Autorisation d’investissement étranger : contrainte réelle pour le frontalier français
Le frontalier français qui ne dispose pas d’une résidence active ou passive en Andorre est classé comme acheteur étranger. La loi andorrane lui impose de solliciter une autorisation d’investissement étranger auprès du Govern avant toute acquisition.
Cette procédure administrative ajoute un délai au processus d’achat. Elle limite aussi le périmètre de l’opération.
- Un seul bien immobilier peut être acquis par un non-résident, ce qui exclut toute stratégie de constitution de patrimoine locatif multiple depuis le statut frontalier
- Le dossier requiert des pièces justificatives spécifiques (identité, origine des fonds, objet de l’investissement) dont la liste et les délais de traitement varient
- L’autorisation doit être obtenue avant la signature de l’acte notarié, ce qui impose un calendrier d’achat plus long que pour un résident
La proximité géographique du frontalier ne crée aucun passe-droit. Un Français résidant à Toulouse ou à Perpignan est soumis aux mêmes règles qu’un acheteur basé à Paris ou à Berlin.
Prix immobiliers par paroisse en Andorre : où se concentre le marché
Les écarts de prix entre paroisses sont considérables. Les données issues des annonces actives montrent une géographie très contrastée.
| Paroisse | Prix médian au m² |
|---|---|
| Escaldes-Engordany | 7 569 € |
| Andorra la Vella | 6 159 € |
| Ordino | 5 813 € |
| Canillo | 5 469 € |
| Encamp | 5 301 € |
| La Massana | 4 419 € |
| Sant Julià de Lòria | 3 493 € |
Sant Julià de Lòria affiche un prix médian deux fois inférieur à Escaldes-Engordany. Pour un frontalier qui cherche à limiter le poids de l’IIEI en valeur absolue, le choix de la paroisse pèse directement sur le budget global.
En revanche, le volume d’annonces disponibles varie fortement : Escaldes-Engordany et Andorra la Vella concentrent le plus grand nombre de biens, tandis que Sant Julià de Lòria ne représente qu’une fraction du marché.
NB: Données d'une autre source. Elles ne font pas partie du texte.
//! Homomorphic add / subtract chain demo

use csv::Writer;
use mac_core::{Ciphertext, ModularAdditiveCipher};
use rand::{thread_rng, Rng};
use std::env;
use std::error::Error;
use std::time::{Duration, Instant};
use tracing::{info, warn};
use tracing_subscriber::EnvFilter;

fn main() -> Result<(), Box<dyn Error>> {
    tracing_subscriber::fmt()
        .with_env_filter(EnvFilter::from_default_env())
        .init();

    let out_path = env::args().nth(1).unwrap_or_else(|| "chain_stats.csv".to_string());
    let mut wtr = Writer::from_path(&out_path)?;
    wtr.write_record(["index", "op", "time_us", "outcome"])?;

    let max_ops = 10_000;
    let cipher = ModularAdditiveCipher::default();
    let modulus = cipher.modulus();
    info!(ops = max_ops, out = %out_path, "starting chain");

    let mut rng = thread_rng();
    let mut cur_value: u64 = rng.gen_range(0..modulus);
    let mut acc: Ciphertext = cipher.encrypt(cur_value)?;

    let mut op_times = Vec::with_capacity(max_ops);
    let mut applied = 0;
    let mut rejected = 0;
    let start = Instant::now();

    for i in 0..max_ops {
        let operand: u64 = rng.gen_range(0..modulus / 8);
        let c = cipher.encrypt(operand)?;
        let subtract = rng.gen_bool(0.5);

        let op_start = Instant::now();
        let result = if subtract {
            cipher.subtract(acc, c)
        } else {
            cipher.add(acc, c)
        };
        let elapsed = op_start.elapsed();
        op_times.push(elapsed);

        let op = if subtract { "sub" } else { "add" };
        let outcome = match result {
            Ok(next) => {
                acc = next;
                cur_value = if subtract { cur_value - operand } else { cur_value + operand };
                applied += 1;
                "ok".to_string()
            }
            Err(e) => {
                rejected += 1;
                e.to_string()
            }
        };
        wtr.write_record([
            i.to_string(),
            op.to_string(),
            elapsed.as_micros().to_string(),
            outcome,
        ])?;

        let decrypted = cipher.decrypt(acc)?;
        if decrypted != cur_value {
            warn!(index = i, "chain diverged");
            println!("Operation {i} failed: expected {cur_value}, got {decrypted}");
            break;
        }
    }

    let total_time = start.elapsed();
    println!("\nChain completed:");
    println!("Total time: {total_time:?}");
    println!("Applied operations: {applied}/{max_ops}");
    println!("Rejected operations: {rejected}/{max_ops}");

    if let (Some(max_op), Some(min_op)) = (op_times.iter().max(), op_times.iter().min()) {
        let count = u32::try_from(op_times.len())?;
        let avg_op = op_times.iter().sum::<Duration>() / count;
        println!("\nOperation timing:");
        println!("Average time: {avg_op:?}");
        println!("Maximum time: {max_op:?}");
        println!("Minimum time: {min_op:?}");
    }
    wtr.flush()?;
    Ok(())
}
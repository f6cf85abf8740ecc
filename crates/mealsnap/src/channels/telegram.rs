//! Telegram Bot API client: getUpdates long-poll, webhook registration,
//! sendMessage, and the two-step file fetch (getFile, then binary download).

use async_trait::async_trait;
use serde::Deserialize;
use std::time::Duration;

const TELEGRAM_API_BASE: &str = "https://api.telegram.org";

/// Server-side wait for getUpdates. Intentionally the longest timeout here:
/// it is how Telegram holds the connection open awaiting new updates.
pub const LONG_POLL_WAIT_SECS: u64 = 25;

const GET_FILE_TIMEOUT: Duration = Duration::from_secs(20);
const DOWNLOAD_TIMEOUT: Duration = Duration::from_secs(30);
const SEND_TIMEOUT: Duration = Duration::from_secs(15);
// Client-side cap for the long poll; must exceed the server-side wait.
const POLL_HTTP_TIMEOUT: Duration = Duration::from_secs(LONG_POLL_WAIT_SECS + 10);

#[derive(Debug, thiserror::Error)]
pub enum TelegramError {
    #[error("telegram request failed: {0}")]
    Request(#[from] reqwest::Error),
    #[error("telegram api error: {0}")]
    Api(String),
}

/// Standard Bot API response envelope.
#[derive(Debug, Deserialize)]
struct ApiEnvelope<T> {
    ok: bool,
    result: Option<T>,
    #[serde(default)]
    description: Option<String>,
}

/// Telegram update payload (getUpdates result item or webhook POST body).
#[derive(Debug, Clone, Deserialize)]
pub struct TelegramUpdate {
    pub update_id: i64,
    #[serde(default)]
    pub message: Option<TelegramMessage>,
    #[serde(default)]
    pub edited_message: Option<TelegramMessage>,
}

#[derive(Debug, Clone, Deserialize)]
pub struct TelegramMessage {
    #[serde(default)]
    pub chat: Option<TelegramChat>,
    #[serde(default)]
    pub text: Option<String>,
    #[serde(default)]
    pub caption: Option<String>,
    /// Photo variants, ordered ascending by size.
    #[serde(default)]
    pub photo: Option<Vec<PhotoSize>>,
}

#[derive(Debug, Clone, Deserialize)]
pub struct TelegramChat {
    pub id: i64,
}

#[derive(Debug, Clone, Deserialize)]
pub struct PhotoSize {
    pub file_id: String,
    pub width: u32,
    pub height: u32,
    #[serde(default)]
    pub file_size: Option<u64>,
}

#[derive(Debug, Deserialize)]
struct TelegramFile {
    #[serde(default)]
    file_path: Option<String>,
}

/// The platform calls the processor needs: reply to a chat, fetch a photo.
/// Split out so processing can be tested without the network.
#[async_trait]
pub trait BotApi: Send + Sync {
    /// Send a text reply to a chat.
    async fn send_message(&self, chat_id: i64, text: &str) -> Result<(), TelegramError>;

    /// Resolve a file_id to bytes and a filename (getFile, then download).
    async fn fetch_file(&self, file_id: &str) -> Result<(Vec<u8>, String), TelegramError>;
}

/// Bot API client bound to one bot token.
#[derive(Clone)]
pub struct TelegramBot {
    token: String,
    api_base: String,
    client: reqwest::Client,
}

impl TelegramBot {
    pub fn new(token: String) -> Self {
        Self::with_api_base(token, TELEGRAM_API_BASE.to_string())
    }

    /// Override the API base URL (for tests or proxied endpoints).
    pub fn with_api_base(token: String, api_base: String) -> Self {
        Self {
            token,
            api_base: api_base.trim_end_matches('/').to_string(),
            client: reqwest::Client::new(),
        }
    }

    fn method_url(&self, method: &str) -> String {
        format!("{}/bot{}/{}", self.api_base, self.token, method)
    }

    /// Long-poll getUpdates. Only message and edited_message updates are requested.
    pub async fn get_updates(
        &self,
        offset: Option<i64>,
    ) -> Result<Vec<TelegramUpdate>, TelegramError> {
        let mut body = serde_json::json!({
            "timeout": LONG_POLL_WAIT_SECS,
            "allowed_updates": ["message", "edited_message"],
        });
        if let Some(off) = offset {
            body["offset"] = serde_json::Value::from(off);
        }
        let res = self
            .client
            .post(self.method_url("getUpdates"))
            .timeout(POLL_HTTP_TIMEOUT)
            .json(&body)
            .send()
            .await?;
        let updates: Vec<TelegramUpdate> = unwrap_envelope("getUpdates", res).await?;
        Ok(updates)
    }

    /// Register a webhook URL (and optional secret). Telegram then POSTs
    /// updates to the URL instead of serving getUpdates.
    pub async fn set_webhook(&self, url: &str, secret: Option<&str>) -> Result<(), TelegramError> {
        let mut body = serde_json::json!({ "url": url });
        if let Some(s) = secret {
            body["secret_token"] = serde_json::Value::String(s.to_string());
        }
        let res = self
            .client
            .post(self.method_url("setWebhook"))
            .timeout(SEND_TIMEOUT)
            .json(&body)
            .send()
            .await?;
        let _: serde_json::Value = unwrap_envelope("setWebhook", res).await?;
        Ok(())
    }

    /// Remove the webhook so the bot can use getUpdates again.
    pub async fn delete_webhook(&self) -> Result<(), TelegramError> {
        let res = self
            .client
            .post(self.method_url("deleteWebhook"))
            .timeout(SEND_TIMEOUT)
            .send()
            .await?;
        let _: serde_json::Value = unwrap_envelope("deleteWebhook", res).await?;
        Ok(())
    }

    /// getFile: resolve a file_id to its server-side path.
    async fn get_file_path(&self, file_id: &str) -> Result<String, TelegramError> {
        let res = self
            .client
            .get(self.method_url("getFile"))
            .timeout(GET_FILE_TIMEOUT)
            .query(&[("file_id", file_id)])
            .send()
            .await?;
        let file: TelegramFile = unwrap_envelope("getFile", res).await?;
        file.file_path
            .ok_or_else(|| TelegramError::Api("getFile returned no file_path".to_string()))
    }

    /// Download file bytes by server-side path.
    async fn download_file(&self, file_path: &str) -> Result<Vec<u8>, TelegramError> {
        let url = format!("{}/file/bot{}/{}", self.api_base, self.token, file_path);
        let res = self
            .client
            .get(&url)
            .timeout(DOWNLOAD_TIMEOUT)
            .send()
            .await?;
        if !res.status().is_success() {
            let status = res.status();
            return Err(TelegramError::Api(format!(
                "file download failed: {}",
                status
            )));
        }
        Ok(res.bytes().await?.to_vec())
    }
}

#[async_trait]
impl BotApi for TelegramBot {
    async fn send_message(&self, chat_id: i64, text: &str) -> Result<(), TelegramError> {
        let body = serde_json::json!({ "chat_id": chat_id, "text": text });
        let res = self
            .client
            .post(self.method_url("sendMessage"))
            .timeout(SEND_TIMEOUT)
            .json(&body)
            .send()
            .await?;
        let _: serde_json::Value = unwrap_envelope("sendMessage", res).await?;
        Ok(())
    }

    async fn fetch_file(&self, file_id: &str) -> Result<(Vec<u8>, String), TelegramError> {
        let file_path = self.get_file_path(file_id).await?;
        let filename = file_path
            .rsplit('/')
            .next()
            .unwrap_or("photo.jpg")
            .to_string();
        let bytes = self.download_file(&file_path).await?;
        Ok((bytes, filename))
    }
}

/// Check HTTP status and the `ok` flag, then deserialize `result`.
async fn unwrap_envelope<T: serde::de::DeserializeOwned>(
    method: &str,
    res: reqwest::Response,
) -> Result<T, TelegramError> {
    if !res.status().is_success() {
        let status = res.status();
        let body = res.text().await.unwrap_or_default();
        return Err(TelegramError::Api(format!(
            "{} failed: {} {}",
            method, status, body
        )));
    }
    let envelope: ApiEnvelope<T> = res.json().await?;
    if !envelope.ok {
        return Err(TelegramError::Api(format!(
            "{} returned ok: false ({})",
            method,
            envelope.description.unwrap_or_default()
        )));
    }
    envelope
        .result
        .ok_or_else(|| TelegramError::Api(format!("{} returned no result", method)))
}
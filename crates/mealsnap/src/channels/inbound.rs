//! Inbound update: the one value type the processor accepts, regardless of
//! whether the update arrived via webhook POST or a getUpdates poll batch.

use crate::channels::telegram::TelegramUpdate;

/// One platform update reduced to what processing needs. Transient —
/// constructed per received update, discarded after processing.
#[derive(Debug, Clone)]
pub struct InboundUpdate {
    pub update_id: i64,
    pub chat_id: i64,
    /// Caption when a photo is attached, message text otherwise.
    pub text: Option<String>,
    /// file_id of the highest-resolution photo variant, when a photo is attached.
    pub photo_file_id: Option<String>,
}

impl InboundUpdate {
    /// Reduce a wire update to an [`InboundUpdate`].
    ///
    /// Returns `None` for updates with no message payload (e.g. channel posts)
    /// or with a missing chat — both are ignored, not errors. Edited messages
    /// are treated like new ones. Telegram orders photo variants ascending by
    /// size, so the last entry is the highest resolution.
    pub fn from_update(update: &TelegramUpdate) -> Option<Self> {
        let message = update.message.as_ref().or(update.edited_message.as_ref())?;
        let chat = message.chat.as_ref()?;
        let photo_file_id = message
            .photo
            .as_ref()
            .and_then(|sizes| sizes.last())
            .map(|p| p.file_id.clone());
        let text = message.caption.clone().or_else(|| message.text.clone());
        Some(Self {
            update_id: update.update_id,
            chat_id: chat.id,
            text,
            photo_file_id,
        })
    }
}
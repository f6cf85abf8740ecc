//! Best-effort local tunnel bootstrap.
//!
//! Starts a local ngrok process and asks its control API for a public HTTPS
//! URL to use as the webhook target. Every failure here (binary missing,
//! control API unreachable, no HTTPS tunnel) means "no URL available" — it
//! must never block or fail startup of the ingestion subsystem.

use std::process::Stdio;
use std::time::Duration;

const CONTROL_API_URL: &str = "http://127.0.0.1:4040/api/tunnels";

/// Fixed wait for the tunnel process to come up before querying its API.
const SETTLE_DELAY: Duration = Duration::from_secs(2);

const CONTROL_API_TIMEOUT: Duration = Duration::from_secs(5);

/// Obtain a public HTTPS URL forwarding to `local_port`, or `None`.
pub async fn public_https_url(enabled: bool, local_port: u16) -> Option<String> {
    if !enabled {
        return None;
    }
    match tokio::process::Command::new("ngrok")
        .arg("http")
        .arg(local_port.to_string())
        .stdin(Stdio::null())
        .stdout(Stdio::null())
        .stderr(Stdio::null())
        .spawn()
    {
        // The child is intentionally not killed on drop: the tunnel must
        // outlive this function for the webhook to keep working.
        Ok(_child) => {}
        Err(e) => {
            log::debug!("tunnel: failed to start ngrok: {}", e);
            return None;
        }
    }
    tokio::time::sleep(SETTLE_DELAY).await;

    let client = reqwest::Client::new();
    let tunnels: serde_json::Value = match client
        .get(CONTROL_API_URL)
        .timeout(CONTROL_API_TIMEOUT)
        .send()
        .await
        .and_then(|r| r.error_for_status())
    {
        Ok(res) => match res.json().await {
            Ok(v) => v,
            Err(e) => {
                log::debug!("tunnel: control api returned invalid JSON: {}", e);
                return None;
            }
        },
        Err(e) => {
            log::debug!("tunnel: control api unreachable: {}", e);
            return None;
        }
    };

    let url = first_https_url(&tunnels);
    if url.is_none() {
        log::debug!("tunnel: no https tunnel found");
    }
    url
}

/// First HTTPS public URL in an ngrok /api/tunnels payload.
fn first_https_url(tunnels: &serde_json::Value) -> Option<String> {
    tunnels
        .get("tunnels")?
        .as_array()?
        .iter()
        .filter_map(|t| t.get("public_url").and_then(|u| u.as_str()))
        .find(|u| u.starts_with("https://"))
        .map(str::to_string)
}
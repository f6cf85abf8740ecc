//! HTTP server and process lifecycle.

use crate::channels::{BotApi, TelegramBot, TelegramUpdate};
use crate::config::{self, Config};
use crate::ingest::IngestController;
use crate::processor::UpdateProcessor;
use crate::retry::RetryPolicy;
use crate::tunnel;
use crate::workflow::AnalysisWorkflow;
use anyhow::{Context, Result};
use axum::{
    body::Bytes,
    extract::State,
    http::{HeaderMap, StatusCode},
    routing::{get, post},
    Json, Router,
};
use serde_json::json;
use std::sync::Arc;

/// Shared state for the HTTP routes.
#[derive(Clone)]
pub struct AppState {
    /// None when no bot token is configured; the webhook then acknowledges
    /// updates without processing them.
    pub processor: Option<Arc<UpdateProcessor>>,
    pub webhook_secret: Option<String>,
}

/// Build the router (health + webhook). Separate from [`run_server`] so tests
/// can serve it on a local listener.
pub fn router(state: AppState) -> Router {
    Router::new()
        .route("/health", get(health_http))
        .route("/telegram/webhook", post(telegram_webhook))
        .with_state(state)
}

/// Run the HTTP server and the ingestion subsystem; blocks until shutdown
/// (SIGINT/SIGTERM). The analysis workflow is supplied by the host.
pub async fn run_server(config: Config, workflow: Arc<dyn AnalysisWorkflow>) -> Result<()> {
    let bot = config::resolve_telegram_token(&config).map(|token| Arc::new(TelegramBot::new(token)));
    let processor = bot.as_ref().map(|bot| {
        Arc::new(UpdateProcessor::new(
            bot.clone() as Arc<dyn BotApi>,
            workflow,
            RetryPolicy::default(),
            config.images.max_size_bytes(),
        ))
    });

    let controller = match (bot, processor.clone()) {
        (Some(bot), Some(processor)) => {
            // Candidate target: explicit URL wins; otherwise try the tunnel.
            let target = match config::resolve_webhook_url(&config) {
                Some(url) => Some(url),
                None => {
                    tunnel::public_https_url(
                        config.telegram.tunnel.enabled,
                        config.telegram.tunnel.port,
                    )
                    .await
                }
            };
            IngestController::start(
                Some(bot),
                processor,
                target,
                config.telegram.webhook_secret.as_deref(),
            )
            .await
        }
        _ => IngestController::disabled(),
    };

    let state = AppState {
        processor,
        webhook_secret: config.telegram.webhook_secret.clone(),
    };
    let app = router(state);

    let bind_addr = format!("{}:{}", config.server.bind, config.server.port);
    let listener = tokio::net::TcpListener::bind(&bind_addr)
        .await
        .with_context(|| format!("binding to {}", bind_addr))?;
    log::info!("server listening on {}", bind_addr);

    axum::serve(listener, app)
        .with_graceful_shutdown(shutdown_signal(controller))
        .await
        .context("server exited")?;
    log::info!("server stopped");
    Ok(())
}

/// Completes when the process should shut down (SIGINT or SIGTERM), after
/// cancelling ingestion and awaiting the poll loop.
async fn shutdown_signal(mut controller: IngestController) {
    let ctrl_c = async {
        tokio::signal::ctrl_c()
            .await
            .expect("failed to install Ctrl+C handler");
    };

    #[cfg(unix)]
    let terminate = async {
        tokio::signal::unix::signal(tokio::signal::unix::SignalKind::terminate())
            .expect("failed to install SIGTERM handler")
            .recv()
            .await;
    };

    #[cfg(not(unix))]
    let terminate = std::future::pending::<()>();

    tokio::select! {
        _ = ctrl_c => {},
        _ = terminate => {},
    }
    log::info!("shutdown signal received, stopping ingestion and draining connections");
    controller.shutdown().await;
}

/// POST /telegram/webhook — receives a Telegram update JSON body.
///
/// Always answers HTTP 200 for well-formed updates, even when processing
/// fails: a raw 500 would make Telegram disable the webhook. The processing
/// status is carried inside the JSON body instead.
async fn telegram_webhook(
    State(state): State<AppState>,
    headers: HeaderMap,
    body: Bytes,
) -> (StatusCode, Json<serde_json::Value>) {
    if let Some(ref expected) = state.webhook_secret {
        let provided = headers
            .get("X-Telegram-Bot-Api-Secret-Token")
            .and_then(|v| v.to_str().ok())
            .unwrap_or("");
        if provided != expected.as_str() {
            return (
                StatusCode::FORBIDDEN,
                Json(json!({ "ok": false, "error": "bad secret token" })),
            );
        }
    }
    let update: TelegramUpdate = match serde_json::from_slice(&body) {
        Ok(u) => u,
        Err(_) => {
            return (
                StatusCode::BAD_REQUEST,
                Json(json!({ "ok": false, "error": "malformed update" })),
            );
        }
    };
    let Some(ref processor) = state.processor else {
        return (
            StatusCode::OK,
            Json(json!({ "ok": true, "handled": false })),
        );
    };
    let outcome = processor.process(&update).await;
    if let Some(ref err) = outcome.error {
        log::error!("webhook update {} failed: {}", update.update_id, err);
    }
    (StatusCode::OK, Json(outcome.body))
}

/// GET /health — simple health JSON for probes.
async fn health_http() -> Json<serde_json::Value> {
    Json(json!({
        "status": "healthy",
        "service": "mealsnap",
        "version": env!("CARGO_PKG_VERSION"),
    }))
}
//! Image normalizer: validate raw bytes and canonicalize them for analysis
//! and storage. Pure functions; every ingress path (upload, base64, Telegram)
//! goes through [`normalize`] before the image reaches the model.

use base64::Engine;
use image::{DynamicImage, ImageFormat, RgbImage};
use std::io::Cursor;

/// Formats accepted for analysis, with their MIME types.
const SUPPORTED: &[(ImageFormat, &str, &str)] = &[
    (ImageFormat::Jpeg, "JPEG", "image/jpeg"),
    (ImageFormat::Png, "PNG", "image/png"),
    (ImageFormat::WebP, "WEBP", "image/webp"),
    (ImageFormat::Gif, "GIF", "image/gif"),
];

/// Validation failures for inbound images. Messages are user-facing.
#[derive(Debug, thiserror::Error)]
pub enum ImageError {
    #[error("image too large: {size_mb:.2}MB (max {max_mb}MB)")]
    TooLarge { size_mb: f64, max_mb: f64 },

    #[error("invalid image file")]
    Invalid,

    #[error("unsupported image format: {0}")]
    UnsupportedFormat(String),

    #[error("invalid base64 image data")]
    InvalidBase64,
}

/// A validated, canonicalized image ready for analysis and upload.
/// Produced once per raw payload; the struct itself is never persisted.
#[derive(Debug, Clone)]
pub struct PreparedImage {
    pub bytes: Vec<u8>,
    /// MIME type paired with `format` (e.g. "image/jpeg").
    pub content_type: &'static str,
    /// Canonical format label (e.g. "JPEG"). A detected "JPG" is already
    /// normalized to "JPEG".
    pub format: &'static str,
    /// `data:<mime>;base64,...` for contexts needing inline embedding.
    pub data_uri: String,
}

/// Normalize a detected format label: "JPG" and "JPEG" are the same format.
pub fn canonical_label(label: &str) -> String {
    let upper = label.to_ascii_uppercase();
    if upper == "JPG" {
        "JPEG".to_string()
    } else {
        upper
    }
}

/// Decode a base64 image string, stripping any data URL prefix.
pub fn decode_base64_image(encoded: &str) -> Result<Vec<u8>, ImageError> {
    let payload = match encoded.split_once(',') {
        Some((_, rest)) => rest,
        None => encoded,
    };
    base64::engine::general_purpose::STANDARD
        .decode(payload.trim())
        .map_err(|_| ImageError::InvalidBase64)
}

/// Validate and normalize raw image bytes.
///
/// - Rejects payloads over `max_size_bytes` before any decoding.
/// - Rejects bytes that are not a decodable raster image.
/// - Rejects formats outside the allow-list (JPEG, PNG, WEBP, GIF).
/// - Flattens an alpha channel onto an opaque white background; the output is
///   re-encoded in the original format only in that case, otherwise the input
///   bytes pass through unchanged.
pub fn normalize(raw: &[u8], max_size_bytes: usize) -> Result<PreparedImage, ImageError> {
    if raw.len() > max_size_bytes {
        return Err(ImageError::TooLarge {
            size_mb: raw.len() as f64 / (1024.0 * 1024.0),
            max_mb: max_size_bytes as f64 / (1024.0 * 1024.0),
        });
    }

    let format = image::guess_format(raw).map_err(|_| ImageError::Invalid)?;
    let (label, content_type) = match SUPPORTED.iter().find(|entry| entry.0 == format) {
        Some(&(_, label, mime)) => (label, mime),
        None => {
            let name = format.extensions_str().first().copied().unwrap_or("unknown");
            return Err(ImageError::UnsupportedFormat(canonical_label(name)));
        }
    };

    let decoded =
        image::load_from_memory_with_format(raw, format).map_err(|_| ImageError::Invalid)?;

    let bytes = if decoded.color().has_alpha() {
        let flat = flatten_onto_white(&decoded);
        let mut buf = Cursor::new(Vec::new());
        DynamicImage::ImageRgb8(flat)
            .write_to(&mut buf, format)
            .map_err(|_| ImageError::Invalid)?;
        buf.into_inner()
    } else {
        raw.to_vec()
    };

    let encoded = base64::engine::general_purpose::STANDARD.encode(&bytes);
    let data_uri = format!("data:{};base64,{}", content_type, encoded);

    Ok(PreparedImage {
        bytes,
        content_type,
        format: label,
        data_uri,
    })
}

/// Composite an image with alpha onto an opaque white background.
/// The downstream storage format does not support transparency, so alpha is
/// discarded rather than carried through.
fn flatten_onto_white(img: &DynamicImage) -> RgbImage {
    let rgba = img.to_rgba8();
    let mut out = RgbImage::new(rgba.width(), rgba.height());
    for (x, y, pixel) in rgba.enumerate_pixels() {
        let alpha = u16::from(pixel[3]);
        let blend =
            |channel: u8| -> u8 { (((u16::from(channel) * alpha) + 255 * (255 - alpha)) / 255) as u8 };
        out.put_pixel(
            x,
            y,
            image::Rgb([blend(pixel[0]), blend(pixel[1]), blend(pixel[2])]),
        );
    }
    out
}
//! Mealsnap core library — image normalization, resilient remote calls, and
//! Telegram ingestion (webhook or long-poll) used by the food-photo analysis host.

pub mod channels;
pub mod config;
pub mod error;
pub mod gateway;
pub mod image;
pub mod ingest;
pub mod processor;
pub mod retry;
pub mod tunnel;
pub mod workflow;

pub use error::Error;
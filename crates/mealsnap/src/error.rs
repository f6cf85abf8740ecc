//! Crate error taxonomy: validation, transient remote, configuration, unexpected.

use crate::channels::TelegramError;
use crate::image::ImageError;

/// Top-level error for ingestion and processing paths.
#[derive(Debug, thiserror::Error)]
pub enum Error {
    /// Bad input (oversized, corrupt, or unsupported image). Surfaced to the
    /// user with its specific message; never retried.
    #[error(transparent)]
    Image(#[from] ImageError),

    /// Telegram Bot API failure (network or non-ok payload). Retried by the
    /// retry adapter up to policy limits, then surfaced.
    #[error(transparent)]
    Telegram(#[from] TelegramError),

    /// A required setting is missing. Raised at the point of use so unrelated
    /// functionality keeps working.
    #[error("{0} not configured")]
    NotConfigured(&'static str),

    /// Anything else (analysis, storage, persistence). Logged with context by
    /// the caller; users only ever see a generic message.
    #[error(transparent)]
    Workflow(#[from] anyhow::Error),
}

impl Error {
    /// True when the error should be reported back to the user verbatim
    /// (validation failures), as opposed to a generic failure message.
    pub fn is_validation(&self) -> bool {
        matches!(self, Error::Image(_))
    }
}
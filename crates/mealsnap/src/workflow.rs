//! External analysis workflow seam: the vision model, storage bucket, and
//! database live in the host application. The processor only sees these traits.

use crate::image::PreparedImage;
use anyhow::Result;
use async_trait::async_trait;
use serde::{Deserialize, Serialize};

/// Structured nutrition analysis for one food photo.
#[derive(Debug, Clone, Serialize, Deserialize)]
pub struct NutritionAnalysis {
    pub food_name: String,
    /// Total estimated calories in kcal.
    pub calories: f64,
    /// Total estimated sugar in grams.
    pub sugar: f64,
    /// Total estimated protein in grams.
    pub protein: f64,
    /// Free-form notes (fats, carbs, fiber, vitamins, ...).
    pub others: String,
}

/// Result of uploading the image bytes to storage.
#[derive(Debug, Clone, Serialize, Deserialize)]
pub struct StoredImage {
    pub url: String,
    pub path: String,
}

/// Persisted analysis record reference.
#[derive(Debug, Clone, Serialize, Deserialize)]
pub struct AnalysisRecord {
    pub id: String,
    pub created_at: String,
}

/// The analysis + storage + persistence workflow the processor drives.
/// Implementations are expected to be remote-backed; the processor wraps the
/// calls in the retry adapter, so they should not retry internally.
#[async_trait]
pub trait AnalysisWorkflow: Send + Sync {
    /// Run the vision model over a prepared image.
    async fn analyze(&self, prepared: &PreparedImage, display_name: &str)
        -> Result<NutritionAnalysis>;

    /// Upload the canonical image bytes to storage.
    async fn upload(&self, bytes: &[u8], filename: &str, content_type: &str)
        -> Result<StoredImage>;

    /// Persist the analysis row, keyed by the stored image path.
    async fn persist(&self, image_path: &str, nutrition: &NutritionAnalysis)
        -> Result<AnalysisRecord>;
}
Le frontalier qui vise un prix au mètre carré bas doit accepter un choix plus restreint.

Déclaration fiscale en France : obligation du frontalier propriétaire en Andorre
Posséder un bien immobilier en Andorre ne dispense pas de ses obligations auprès de l’administration fiscale française. Le frontalier qui reste résident fiscal en France doit déclarer la valeur du bien dans le cadre de l’IFI si son patrimoine immobilier net dépasse le seuil d’assujettissement.
Les revenus locatifs perçus en Andorre doivent figurer sur la déclaration de revenus française, même s’ils ont déjà été imposés en Andorre au titre de l’IRNR. La convention fiscale entre la France et l’Andorre prévoit un mécanisme d’élimination de la double imposition, mais la charge déclarative reste entière.
- Revenus fonciers andorrans à reporter sur la déclaration française chaque année
- Convention fiscale bilatérale à appliquer pour le crédit d’impôt ou l’exonération selon les cas
- Obligation de déclarer les comptes bancaires andorrans ouverts pour l’opération immobilière
Un frontalier qui achète un appartement en Andorre pour le louer gère donc deux régimes fiscaux en parallèle, avec deux calendriers de déclaration. La rentabilité nette d’un investissement immobilier en Andorre ne se calcule qu’après prise en compte de cette double couche d’imposition et des frais de conformité associés.
La résidence passive en Andorre, souvent présentée comme un levier d’optimisation, supprime l’IIEI et l’autorisation d’investissement étranger. Elle implique toutefois un transfert de résidence fiscale et un investissement minimum dans la principauté, ce qui dépasse le cadre d’un simple achat immobilier frontalier.